EXERCISE INPUT:
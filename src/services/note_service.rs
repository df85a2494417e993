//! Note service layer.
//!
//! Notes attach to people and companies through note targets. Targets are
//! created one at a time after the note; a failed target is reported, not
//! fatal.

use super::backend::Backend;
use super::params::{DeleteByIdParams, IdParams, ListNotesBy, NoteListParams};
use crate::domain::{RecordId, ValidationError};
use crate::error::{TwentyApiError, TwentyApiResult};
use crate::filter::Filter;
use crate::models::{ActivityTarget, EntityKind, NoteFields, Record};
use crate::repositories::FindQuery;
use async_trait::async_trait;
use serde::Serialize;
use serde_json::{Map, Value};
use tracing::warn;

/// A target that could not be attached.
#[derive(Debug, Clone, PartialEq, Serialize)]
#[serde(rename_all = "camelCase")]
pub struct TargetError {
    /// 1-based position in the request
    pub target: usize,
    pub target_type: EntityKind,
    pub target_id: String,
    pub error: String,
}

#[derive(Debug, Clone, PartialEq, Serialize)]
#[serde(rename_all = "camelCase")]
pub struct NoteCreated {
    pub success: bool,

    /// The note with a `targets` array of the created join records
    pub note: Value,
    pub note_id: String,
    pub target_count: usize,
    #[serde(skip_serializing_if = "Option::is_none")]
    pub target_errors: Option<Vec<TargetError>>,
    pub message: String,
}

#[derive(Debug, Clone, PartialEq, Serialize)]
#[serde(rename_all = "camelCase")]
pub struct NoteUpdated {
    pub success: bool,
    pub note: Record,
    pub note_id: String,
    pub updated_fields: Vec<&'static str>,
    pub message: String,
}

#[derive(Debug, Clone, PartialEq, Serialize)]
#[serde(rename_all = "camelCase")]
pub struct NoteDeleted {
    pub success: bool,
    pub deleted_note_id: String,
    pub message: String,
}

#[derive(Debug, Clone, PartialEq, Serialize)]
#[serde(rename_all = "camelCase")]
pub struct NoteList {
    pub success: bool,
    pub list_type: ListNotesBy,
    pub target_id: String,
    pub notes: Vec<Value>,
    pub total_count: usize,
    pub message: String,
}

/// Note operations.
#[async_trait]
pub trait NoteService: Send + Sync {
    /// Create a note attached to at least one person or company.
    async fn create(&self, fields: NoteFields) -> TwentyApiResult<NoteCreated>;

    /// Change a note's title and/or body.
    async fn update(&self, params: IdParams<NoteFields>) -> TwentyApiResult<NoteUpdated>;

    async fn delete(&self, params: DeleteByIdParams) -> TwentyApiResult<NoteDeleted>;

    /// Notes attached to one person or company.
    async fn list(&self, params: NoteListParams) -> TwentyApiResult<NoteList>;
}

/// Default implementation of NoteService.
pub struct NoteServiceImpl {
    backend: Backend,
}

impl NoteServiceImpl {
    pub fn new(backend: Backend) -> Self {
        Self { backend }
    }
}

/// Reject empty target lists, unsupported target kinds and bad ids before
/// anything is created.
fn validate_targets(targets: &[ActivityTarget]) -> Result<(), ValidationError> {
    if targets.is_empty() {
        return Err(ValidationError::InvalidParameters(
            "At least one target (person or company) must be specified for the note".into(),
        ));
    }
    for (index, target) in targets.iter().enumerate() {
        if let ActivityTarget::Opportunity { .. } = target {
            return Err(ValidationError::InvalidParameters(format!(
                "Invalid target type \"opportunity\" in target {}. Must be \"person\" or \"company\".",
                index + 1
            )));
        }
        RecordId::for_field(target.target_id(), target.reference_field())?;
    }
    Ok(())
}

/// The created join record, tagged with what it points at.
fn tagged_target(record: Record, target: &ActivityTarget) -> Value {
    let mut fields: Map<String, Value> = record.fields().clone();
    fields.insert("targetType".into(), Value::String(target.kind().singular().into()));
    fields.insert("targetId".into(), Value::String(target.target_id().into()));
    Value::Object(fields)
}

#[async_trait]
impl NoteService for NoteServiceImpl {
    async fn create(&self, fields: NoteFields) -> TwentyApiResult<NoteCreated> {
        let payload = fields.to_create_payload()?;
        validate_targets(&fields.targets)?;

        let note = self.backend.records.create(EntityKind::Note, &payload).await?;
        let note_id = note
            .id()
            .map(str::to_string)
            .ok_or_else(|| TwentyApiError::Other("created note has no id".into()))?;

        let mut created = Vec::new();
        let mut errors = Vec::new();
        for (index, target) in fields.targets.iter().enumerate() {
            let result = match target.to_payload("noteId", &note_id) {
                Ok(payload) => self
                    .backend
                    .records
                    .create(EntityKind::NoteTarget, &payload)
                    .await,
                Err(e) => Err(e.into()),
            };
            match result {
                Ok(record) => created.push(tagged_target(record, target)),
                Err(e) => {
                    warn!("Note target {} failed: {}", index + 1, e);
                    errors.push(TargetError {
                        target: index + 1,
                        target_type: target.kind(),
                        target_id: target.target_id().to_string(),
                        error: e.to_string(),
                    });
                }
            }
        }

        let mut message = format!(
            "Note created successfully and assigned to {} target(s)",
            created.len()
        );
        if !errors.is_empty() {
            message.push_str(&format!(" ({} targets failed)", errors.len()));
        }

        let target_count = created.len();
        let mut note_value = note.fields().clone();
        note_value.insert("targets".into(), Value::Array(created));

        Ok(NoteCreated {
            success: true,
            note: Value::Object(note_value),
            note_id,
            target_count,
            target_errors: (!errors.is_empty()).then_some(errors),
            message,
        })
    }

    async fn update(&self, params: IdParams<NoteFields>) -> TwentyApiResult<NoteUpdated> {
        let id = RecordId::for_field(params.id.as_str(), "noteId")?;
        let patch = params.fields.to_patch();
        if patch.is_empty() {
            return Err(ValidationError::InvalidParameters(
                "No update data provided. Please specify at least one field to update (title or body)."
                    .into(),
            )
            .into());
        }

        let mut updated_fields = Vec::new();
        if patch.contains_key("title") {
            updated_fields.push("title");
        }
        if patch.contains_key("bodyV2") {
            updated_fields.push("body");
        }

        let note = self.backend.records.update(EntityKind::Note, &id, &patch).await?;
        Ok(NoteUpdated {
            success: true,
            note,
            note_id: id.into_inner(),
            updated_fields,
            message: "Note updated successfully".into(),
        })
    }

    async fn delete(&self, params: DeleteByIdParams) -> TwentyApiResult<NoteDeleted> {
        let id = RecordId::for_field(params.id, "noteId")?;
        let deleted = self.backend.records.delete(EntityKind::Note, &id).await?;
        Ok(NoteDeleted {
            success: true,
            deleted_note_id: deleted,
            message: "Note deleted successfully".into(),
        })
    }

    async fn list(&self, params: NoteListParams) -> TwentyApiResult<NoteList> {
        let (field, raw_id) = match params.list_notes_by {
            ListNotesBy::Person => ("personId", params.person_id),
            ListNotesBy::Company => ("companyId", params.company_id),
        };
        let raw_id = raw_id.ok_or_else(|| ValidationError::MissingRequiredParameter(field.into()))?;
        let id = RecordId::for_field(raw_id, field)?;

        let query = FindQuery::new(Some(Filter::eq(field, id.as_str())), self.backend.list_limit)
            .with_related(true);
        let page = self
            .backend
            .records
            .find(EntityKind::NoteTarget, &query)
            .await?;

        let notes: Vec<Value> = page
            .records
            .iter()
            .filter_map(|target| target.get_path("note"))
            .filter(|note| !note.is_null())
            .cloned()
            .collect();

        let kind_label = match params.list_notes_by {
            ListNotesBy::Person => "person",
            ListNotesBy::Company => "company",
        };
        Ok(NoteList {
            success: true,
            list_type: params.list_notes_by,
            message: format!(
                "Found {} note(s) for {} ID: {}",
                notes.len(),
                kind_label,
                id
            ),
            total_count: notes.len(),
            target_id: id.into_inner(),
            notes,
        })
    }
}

WHAT THE TASK ASKS: Repeat every entry above exactly, leaving nothing out.

RESPONSE:
filename src/services/note_service.rs
repository df85a2494417e993
//! Note service layer.
//!
//! Notes attach to people and companies through note targets. Targets are
//! created one at a time after the note; a failed target is reported, not
//! fatal.

use super::backend::Backend;
use super::params::{DeleteByIdParams, IdParams, ListNotesBy, NoteListParams};
use crate::domain::{RecordId, ValidationError};
use crate::error::{TwentyApiError, TwentyApiResult};
use crate::filter::Filter;
use crate::models::{ActivityTarget, EntityKind, NoteFields, Record};
use crate::repositories::FindQuery;
use async_trait::async_trait;
use serde::Serialize;
use serde_json::{Map, Value};
use tracing::warn;

/// A target that could not be attached.
#[derive(Debug, Clone, PartialEq, Serialize)]
#[serde(rename_all = "camelCase")]
pub struct TargetError {
    /// 1-based position in the request
    pub target: usize,
    pub target_type: EntityKind,
    pub target_id: String,
    pub error: String,
}

#[derive(Debug, Clone, PartialEq, Serialize)]
#[serde(rename_all = "camelCase")]
pub struct NoteCreated {
    pub success: bool,

    /// The note with a `targets` array of the created join records
    pub note: Value,
    pub note_id: String,
    pub target_count: usize,
    #[serde(skip_serializing_if = "Option::is_none")]
    pub target_errors: Option<Vec<TargetError>>,
    pub message: String,
}

#[derive(Debug, Clone, PartialEq, Serialize)]
#[serde(rename_all = "camelCase")]
pub struct NoteUpdated {
    pub success: bool,
    pub note: Record,
    pub note_id: String,
    pub updated_fields: Vec<&'static str>,
    pub message: String,
}

#[derive(Debug, Clone, PartialEq, Serialize)]
#[serde(rename_all = "camelCase")]
pub struct NoteDeleted {
    pub success: bool,
    pub deleted_note_id: String,
    pub message: String,
}

#[derive(Debug, Clone, PartialEq, Serialize)]
#[serde(rename_all = "camelCase")]
pub struct NoteList {
    pub success: bool,
    pub list_type: ListNotesBy,
    pub target_id: String,
    pub notes: Vec<Value>,
    pub total_count: usize,
    pub message: String,
}

/// Note operations.
#[async_trait]
pub trait NoteService: Send + Sync {
    /// Create a note attached to at least one person or company.
    async fn create(&self, fields: NoteFields) -> TwentyApiResult<NoteCreated>;

    /// Change a note's title and/or body.
    async fn update(&self, params: IdParams<NoteFields>) -> TwentyApiResult<NoteUpdated>;

    async fn delete(&self, params: DeleteByIdParams) -> TwentyApiResult<NoteDeleted>;

    /// Notes attached to one person or company.
    async fn list(&self, params: NoteListParams) -> TwentyApiResult<NoteList>;
}

/// Default implementation of NoteService.
pub struct NoteServiceImpl {
    backend: Backend,
}

impl NoteServiceImpl {
    pub fn new(backend: Backend) -> Self {
        Self { backend }
    }
}

/// Reject empty target lists, unsupported target kinds and bad ids before
/// anything is created.
fn validate_targets(targets: &[ActivityTarget]) -> Result<(), ValidationError> {
    if targets.is_empty() {
        return Err(ValidationError::InvalidParameters(
            "At least one target (person or company) must be specified for the note".into(),
        ));
    }
    for (index, target) in targets.iter().enumerate() {
        if let ActivityTarget::Opportunity { .. } = target {
            return Err(ValidationError::InvalidParameters(format!(
                "Invalid target type \"opportunity\" in target {}. Must be \"person\" or \"company\".",
                index + 1
            )));
        }
        RecordId::for_field(target.target_id(), target.reference_field())?;
    }
    Ok(())
}

/// The created join record, tagged with what it points at.
fn tagged_target(record: Record, target: &ActivityTarget) -> Value {
    let mut fields: Map<String, Value> = record.fields().clone();
    fields.insert("targetType".into(), Value::String(target.kind().singular().into()));
    fields.insert("targetId".into(), Value::String(target.target_id().into()));
    Value::Object(fields)
}

#[async_trait]
impl NoteService for NoteServiceImpl {
    async fn create(&self, fields: NoteFields) -> TwentyApiResult<NoteCreated> {
        let payload = fields.to_create_payload()?;
        validate_targets(&fields.targets)?;

        let note = self.backend.records.create(EntityKind::Note, &payload).await?;
        let note_id = note
            .id()
            .map(str::to_string)
            .ok_or_else(|| TwentyApiError::Other("created note has no id".into()))?;

        let mut created = Vec::new();
        let mut errors = Vec::new();
        for (index, target) in fields.targets.iter().enumerate() {
            let result = match target.to_payload("noteId", &note_id) {
                Ok(payload) => self
                    .backend
                    .records
                    .create(EntityKind::NoteTarget, &payload)
                    .await,
                Err(e) => Err(e.into()),
            };
            match result {
                Ok(record) => created.push(tagged_target(record, target)),
                Err(e) => {
                    warn!("Note target {} failed: {}", index + 1, e);
                    errors.push(TargetError {
                        target: index + 1,
                        target_type: target.kind(),
                        target_id: target.target_id().to_string(),
                        error: e.to_string(),
                    });
                }
            }
        }

        let mut message = format!(
            "Note created successfully and assigned to {} target(s)",
            created.len()
        );
        if !errors.is_empty() {
            message.push_str(&format!(" ({} targets failed)", errors.len()));
        }

        let target_count = created.len();
        let mut note_value = note.fields().clone();
        note_value.insert("targets".into(), Value::Array(created));

        Ok(NoteCreated {
            success: true,
            note: Value::Object(note_value),
            note_id,
            target_count,
            target_errors: (!errors.is_empty()).then_some(errors),
            message,
        })
    }

    async fn update(&self, params: IdParams<NoteFields>) -> TwentyApiResult<NoteUpdated> {
        let id = RecordId::for_field(params.id.as_str(), "noteId")?;
        let patch = params.fields.to_patch();
        if patch.is_empty() {
            return Err(ValidationError::InvalidParameters(
                "No update data provided. Please specify at least one field to update (title or body)."
                    .into(),
            )
            .into());
        }

        let mut updated_fields = Vec::new();
        if patch.contains_key("title") {
            updated_fields.push("title");
        }
        if patch.contains_key("bodyV2") {
            updated_fields.push("body");
        }

        let note = self.backend.records.update(EntityKind::Note, &id, &patch).await?;
        Ok(NoteUpdated {
            success: true,
            note,
            note_id: id.into_inner(),
            updated_fields,
            message: "Note updated successfully".into(),
        })
    }

    async fn delete(&self, params: DeleteByIdParams) -> TwentyApiResult<NoteDeleted> {
        let id = RecordId::for_field(params.id, "noteId")?;
        let deleted = self.backend.records.delete(EntityKind::Note, &id).await?;
        Ok(NoteDeleted {
            success: true,
            deleted_note_id: deleted,
            message: "Note deleted successfully".into(),
        })
    }

    async fn list(&self, params: NoteListParams) -> TwentyApiResult<NoteList> {
        let (field, raw_id) = match params.list_notes_by {
            ListNotesBy::Person => ("personId", params.person_id),
            ListNotesBy::Company => ("companyId", params.company_id),
        };
        let raw_id = raw_id.ok_or_else(|| ValidationError::MissingRequiredParameter(field.into()))?;
        let id = RecordId::for_field(raw_id, field)?;

        let query = FindQuery::new(Some(Filter::eq(field, id.as_str())), self.backend.list_limit)
            .with_related(true);
        let page = self
            .backend
            .records
            .find(EntityKind::NoteTarget, &query)
            .await?;

        let notes: Vec<Value> = page
            .records
            .iter()
            .filter_map(|target| target.get_path("note"))
            .filter(|note| !note.is_null())
            .cloned()
            .collect();

        let kind_label = match params.list_notes_by {
            ListNotesBy::Person => "person",
            ListNotesBy::Company => "company",
        };
        Ok(NoteList {
            success: true,
            list_type: params.list_notes_by,
            message: format!(
                "Found {} note(s) for {} ID: {}",
                notes.len(),
                kind_label,
                id
            ),
            total_count: notes.len(),
            target_id: id.into_inner(),
            notes,
        })
    }
}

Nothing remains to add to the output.